MJB: I assumed that readers would not know these works but would only understand that I knew them, and had taken their titles as my titles, just as readers, while they are reading Keats' “Ode on a Grecian Urn,” don't know what the Grecian urn that inspired the poem looked like. I assumed that readers who were curious about the relationship between the artwork and the poem, could, in most cases, find the work. If readers were to look at the work, or if they already knew the work, they would see that some of the poems have an enormous debt to the artwork, but others have relatively little. A few of the works, for instance, are abstract paintings. In those cases, except for the title, my debt is only to what was idiosyncratically suggested to me by looking at color and form.

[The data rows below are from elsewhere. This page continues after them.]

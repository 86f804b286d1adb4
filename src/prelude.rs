//! Commonly used types in one import
//!
//! ```rust
//! use opentdf_keysplit::prelude::*;
//!
//! let config = SplitterConfig::new().default_kas_url("https://kas.example.com/");
//! let splitter = XorSplitter::from_config(config);
//! let result = splitter.generate_splits(&[], &[0u8; DEK_SIZE])?;
//! assert_eq!(result.splits[0].kas_urls, vec!["https://kas.example.com/".to_string()]);
//! # Ok::<(), KeySplitError>(())
//! ```

pub use crate::config::SplitterConfig;
pub use crate::error::{KeySourceError, KeySplitError};
pub use crate::expression::{AttributeClause, BooleanExpression};
pub use crate::fqn::{AttributeValueFqn, FqnError};
pub use crate::planner::SplitAssignment;
pub use crate::policy::{
    Algorithm, AttributeDefinition, AttributeRule, AttributeValue, CachedKasKey,
    KasPublicKeyAlgEnum, KeyAccessServer, Namespace, SimpleKasKey, SimpleKasPublicKey,
};
pub use crate::splitter::{
    KasPublicKey, KeySource, OsKeySource, Split, SplitResult, XorSplitter, DEK_SIZE,
};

SR: Certainly The Eye Like a Strange Balloon is not your only applauded collection of poetry. Your two most recent collections, Elegy and The Bride of E have both been well received by critics, and Elegy was even awarded the 2007 National Book Critics Circle Award. What keeps you focused on your work? How are you able to balance prestige while remaining true to your own aesthetic?
MJB: I keep focused on my work because I like to write. I like it better than anything else I've ever done in life. I remain true to the pleasure of doing it. I write what I feel compelled to write and mostly I've been successful at getting it published, and some people have been very kind when they've evaluated it but I don't do it for the evaluation. The reception of it is an after-the-fact aspect of writing. And of course there is a certain pleasure when the art one creates finds approval but for me that pleasure is a lesser second to the primary pleasure of making.
SR: Your bio page from Washington University-St. Louis mentions that you are currently working on a translation of the Inferno. How would you explain this current project?
MJB: I'm currently putting the Inferno into contemporary English and replacing the original terza rima with the music of contemporary poetry: alliteration, assonance, and internal rhyme. In addition, because Dante incorporated the work of poets he admired into the original, I've similarly worked into the text, when it fits the translation, quotes from poets who have lived since then, both high-culture poets like Shakespeare and Milton and Browning, but also low-culture poets like Bob Dylan and the Stones. I also occasionally replace medieval elements with modern technology—in one place a speeding arrow, for example, is replaced by an Ultimate Aero, the fastest car ever invented. My hope is that the poem will be more approachable and yet maintain the power of the original. It's very much a poem about religious and political hypocrisy—and that landscape seems to never change.